Court Restores 5% Safe Harbor for Wind and Solar as July 4 Deadline Nears
Key Takeaways
What Happened: On June 6, 2026, the U.S. District Court for the District of Columbia vacated Internal Revenue Service (IRS) Notice 2025-42, which eliminated the 5% Safe Harbor for most wind and solar projects seeking clean energy tax credits under Sections 45Y and 48E. The court held that the IRS acted arbitrarily and capriciously and remanded the notice to the IRS for further action consistent with that ruling.
Who’s Impacted: Wind developers, utility-scale solar developers, tax equity investors, lenders, offtakers, utilities, and companies evaluating clean energy procurement or ownership structures.
Potential Next Steps: Solar and wind project developers should promptly reassess whether they can establish beginning-of-construction under the restored 5% Safe Harbor, while preserving alternative arguments under the Physical Work Test where possible. They should also update tax credit diligence, financing assumptions, procurement documentation, and risk allocations to account for potential appeal, stay, or revised IRS guidance.
When Should They Act: By July 4, 2026. Wind and solar project developers should evaluate beginning-of-construction strategies before the July 4, 2026, statutory deadline, unless they will be placed in service by December 31, 2027. These are the two relevant timeframes for preserving 45Y and 48E eligibility.
Background
The One Big Beautiful Bill Act (OBBBA), signed on July 4, 2025, significantly changed the clean energy tax credit landscape for wind and solar. The OBBBA accelerated the phaseout of Sections 45Y and 48E for wind and solar projects by requiring affected projects to either begin construction by July 4, 2026, or be placed in service by December 31, 2027.
Historically, developers could establish that a project had begun construction through either the Physical Work Test, which requires “physical work of a significant nature,” or the 5% Safe Harbor, which generally requires a developer to pay or incur at least five percent of the project’s total cost.
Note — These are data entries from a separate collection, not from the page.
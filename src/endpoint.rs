//! Endpoint building - one resolved description per route.

use indexmap::IndexMap;
use serde::{Deserialize, Serialize};
use tracing::warn;

use crate::assignment::{resolve_assignments, ExclusionDeclaration, SchemaDeclaration};
use crate::capability::{SchemaSource, ViewCapable};
use crate::definition::{RouteDef, RouterDef};
use crate::error::ExtractError;
use crate::path::compose_path;
use crate::types::{Direction, Settings};
use crate::verbs::resolve_verbs;
use crate::walker::{FieldNode, Walker};

/// Field trees per direction, then per permitted verb.
pub type EndpointFields = IndexMap<Direction, IndexMap<String, Vec<FieldNode>>>;

/// Fully resolved description of one route.
#[derive(Debug, Clone, PartialEq, Serialize, Deserialize)]
pub struct Endpoint {
    pub path: String,
    pub permitted_verbs: Vec<String>,
    pub docstring: String,
    pub method_docstrings: IndexMap<String, String>,
    pub permission_name: String,
    pub fields: EndpointFields,
}

impl Endpoint {
    /// Field tree for `verb` in `direction`, if the verb is permitted.
    pub fn fields_for(&self, direction: Direction, verb: &str) -> Option<&[FieldNode]> {
        self.fields
            .get(&direction)?
            .get(&verb.to_uppercase())
            .map(Vec::as_slice)
    }

    pub fn permits(&self, verb: &str) -> bool {
        let verb = verb.to_uppercase();
        self.permitted_verbs.iter().any(|v| *v == verb)
    }
}

/// Builds [`Endpoint`]s from route, view, router and schema definitions.
pub struct EndpointBuilder<'a> {
    schemas: &'a dyn SchemaSource,
    router: Option<&'a RouterDef>,
    settings: &'a Settings,
}

impl<'a> EndpointBuilder<'a> {
    pub fn new(schemas: &'a dyn SchemaSource, settings: &'a Settings) -> Self {
        Self {
            schemas,
            router: None,
            settings,
        }
    }

    /// Cross-reference verbs against this router's registrations.
    pub fn router(mut self, router: Option<&'a RouterDef>) -> Self {
        self.router = router;
        self
    }

    /// Build the endpoint of `route`, bound to `view`.
    ///
    /// # Errors
    ///
    /// Returns `ExtractError::SchemaTooDeep` if an assigned schema nests past
    /// the configured depth.
    pub fn build(
        &self,
        route: &RouteDef,
        view: &dyn ViewCapable,
    ) -> Result<Endpoint, ExtractError> {
        let path = compose_path(&route.pattern, route.parent.as_deref());

        let resolution = resolve_verbs(route, view, self.router);
        if resolution.verbs.is_empty() {
            warn!(path = %path, view = %route.view, "route accepts no verbs");
        }

        let docstring = resolution
            .docstring
            .as_deref()
            .or_else(|| view.docstring())
            .map(clean_docstring)
            .unwrap_or_default();

        let declared = SchemaDeclaration::from_view(view, self.settings);
        let exclusions = ExclusionDeclaration::from_view(view, self.settings);
        let assignments = resolve_assignments(&declared, &resolution.verbs, &exclusions);

        let walker = Walker::new(self.schemas, self.settings);
        let mut fields = EndpointFields::new();
        for (direction, by_verb) in &assignments {
            let mut walked = IndexMap::new();
            for (verb, assignment) in by_verb {
                let nodes = walker.walk(assignment.schema.as_deref(), &assignment.exclude)?;
                walked.insert(verb.clone(), nodes);
            }
            fields.insert(*direction, walked);
        }

        let method_docstrings = resolution
            .verbs
            .iter()
            .filter_map(|verb| {
                let doc = view.handler_doc(&verb.to_lowercase())?;
                let doc = clean_docstring(doc);
                (!doc.is_empty()).then(|| (verb.clone(), doc))
            })
            .collect();

        // only the first requirement is surfaced
        let permission_name = view
            .permission_names()
            .first()
            .cloned()
            .unwrap_or_default();

        Ok(Endpoint {
            path,
            permitted_verbs: resolution.verbs,
            docstring,
            method_docstrings,
            permission_name,
            fields,
        })
    }
}

/// Normalize a docstring: trim surrounding blank lines and remove the common
/// indentation of every line after the first.
pub fn clean_docstring(doc: &str) -> String {
    let expanded = doc.replace('\t', "        ");
    let mut lines: Vec<&str> = expanded.lines().collect();
    if lines.is_empty() {
        return String::new();
    }

    let indent = lines
        .iter()
        .skip(1)
        .filter(|line| !line.trim().is_empty())
        .map(|line| line.chars().take_while(|c| c.is_whitespace()).count())
        .min()
        .unwrap_or(0);

    let mut cleaned: Vec<String> = Vec::with_capacity(lines.len());
    cleaned.push(lines.remove(0).trim().to_string());
    for line in lines {
        // indent counts chars, leading whitespace may be multibyte
        let body = line
            .char_indices()
            .nth(indent)
            .map_or("", |(idx, _)| &line[idx..]);
        cleaned.push(body.trim_end().to_string());
    }

    while cleaned.last().is_some_and(|line| line.trim().is_empty()) {
        cleaned.pop();
    }
    while cleaned.first().is_some_and(|line| line.trim().is_empty()) {
        cleaned.remove(0);
    }
    cleaned.join("\n")
}

#[cfg(test)]
mod tests {
    use super::*;
    use crate::definition::{ApiDefinition, ViewDef};
    use serde_json::{json, Value};

    fn definition(value: Value) -> ApiDefinition {
        serde_json::from_value(value).unwrap()
    }

    fn route(pattern: &str, view: &str) -> RouteDef {
        RouteDef {
            pattern: pattern.into(),
            parent: None,
            view: view.into(),
            suffix: None,
        }
    }

    #[test]
    fn clean_docstring_dedents() {
        let doc = "Summary line.\n\n        Details here.\n          indented more.\n    ";
        assert_eq!(
            clean_docstring(doc),
            "Summary line.\n\nDetails here.\n  indented more."
        );
    }

    #[test]
    fn clean_docstring_strips_leading_blank_lines() {
        assert_eq!(clean_docstring("\n\n    Body.\n"), "Body.");
        assert_eq!(clean_docstring(""), "");
    }

    #[test]
    fn clean_docstring_multibyte_indent() {
        assert_eq!(
            clean_docstring("Summary.\n\u{3000}Keep me.\n\u{a0}\u{a0}Nested."),
            "Summary.\nKeep me.\n\u{a0}Nested."
        );
        assert_eq!(
            clean_docstring("Summary.\n\u{3000}Keep me.\n  Other."),
            "Summary.\nKeep me.\n Other."
        );
    }

    #[test]
    fn build_collects_metadata() {
        let def = definition(json!({
            "schemas": {
                "User": { "fields": [{ "name": "id", "kind": "integer" }] }
            }
        }));
        let view: ViewDef = serde_json::from_value(json!({
            "docstring": "Users.",
            "handlers": { "get": { "doc": "  Fetch a user.  " }, "put": {} },
            "permission_classes": ["IsAuthenticated", "IsAdminUser"],
            "serializer_class": "User"
        }))
        .unwrap();
        let settings = Settings::default();
        let mut users = route(r"^(?P<pk>\d+)/$", "User");
        users.parent = Some("^users/".into());

        let endpoint = EndpointBuilder::new(&def, &settings)
            .build(&users, &view)
            .unwrap();

        assert_eq!(endpoint.path, "/users/<pk>/");
        assert_eq!(endpoint.permitted_verbs, vec!["GET", "PUT"]);
        assert_eq!(endpoint.docstring, "Users.");
        assert_eq!(endpoint.permission_name, "IsAuthenticated");
        assert_eq!(endpoint.method_docstrings["GET"], "Fetch a user.");
        assert!(!endpoint.method_docstrings.contains_key("PUT"));
    }

    #[test]
    fn fields_defined_for_every_permitted_verb() {
        let def = definition(json!({
            "schemas": { "User": { "fields": [{ "name": "id", "kind": "integer" }] } }
        }));
        let view: ViewDef = serde_json::from_value(json!({
            "handlers": { "get": {}, "post": {}, "delete": {} },
            "serializer_class": "User"
        }))
        .unwrap();
        let settings = Settings::default();
        let endpoint = EndpointBuilder::new(&def, &settings)
            .build(&route("^users/$", "Users"), &view)
            .unwrap();

        for direction in Direction::BOTH {
            let verbs: Vec<&String> = endpoint.fields[&direction].keys().collect();
            assert_eq!(verbs, vec!["GET", "POST", "DELETE"]);
        }
        assert!(endpoint.fields_for(Direction::In, "OPTIONS").is_none());
        assert_eq!(endpoint.fields_for(Direction::Out, "get").unwrap().len(), 1);
    }

    #[test]
    fn view_without_verbs_builds_empty_endpoint() {
        let def = ApiDefinition::default();
        let view = ViewDef::default();
        let settings = Settings::default();
        let endpoint = EndpointBuilder::new(&def, &settings)
            .build(&route("^ping/$", "Ping"), &view)
            .unwrap();
        assert!(endpoint.permitted_verbs.is_empty());
        assert!(endpoint.fields[&Direction::In].is_empty());
        assert_eq!(endpoint.permission_name, "");
    }

    #[test]
    fn self_referential_schema_fails_build() {
        let def = definition(json!({
            "schemas": {
                "Node": { "fields": [{ "name": "next", "kind": "nested", "schema": "Node" }] }
            }
        }));
        let view: ViewDef = serde_json::from_value(json!({
            "handlers": { "get": {} },
            "serializer_class": "Node"
        }))
        .unwrap();
        let settings = Settings::default().max_depth(4);
        let result =
            EndpointBuilder::new(&def, &settings).build(&route("^nodes/$", "Nodes"), &view);
        assert!(matches!(result, Err(ExtractError::SchemaTooDeep { .. })));
    }
}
The IRS had recognized both pathways for more than a decade.
Notice 2025-42 changed that framework for wind projects and most solar projects. It eliminated the 5% Safe Harbor for wind and solar projects and left the Physical Work Test as the only available beginning-of-construction pathway, except for certain small solar facilities (under 1.5 MW). That shift created immediate planning challenges for projects with advanced financing, procurement, interconnection, or permitting work but limited physical construction activity.
The Court’s Decision
In Oregon Environmental Council v. IRS, No. 25-4400, 2026 U.S. Dist. LEXIS 125356 (D.D.C. Jun. 6, 2026), Judge Colleen Kollar-Kotelly vacated Notice 2025-42 and remanded it back to the IRS. The court found that the IRS failed to provide a reasoned explanation for eliminating the 5% Safe Harbor after years of prior guidance allowing developer to rely on it. The court also found that the IRS failed to adequately address reliance interests, did not meaningfully consider alternatives, and did not justify treating wind and solar differently from other zero-emission technologies eligible for the same tax credits.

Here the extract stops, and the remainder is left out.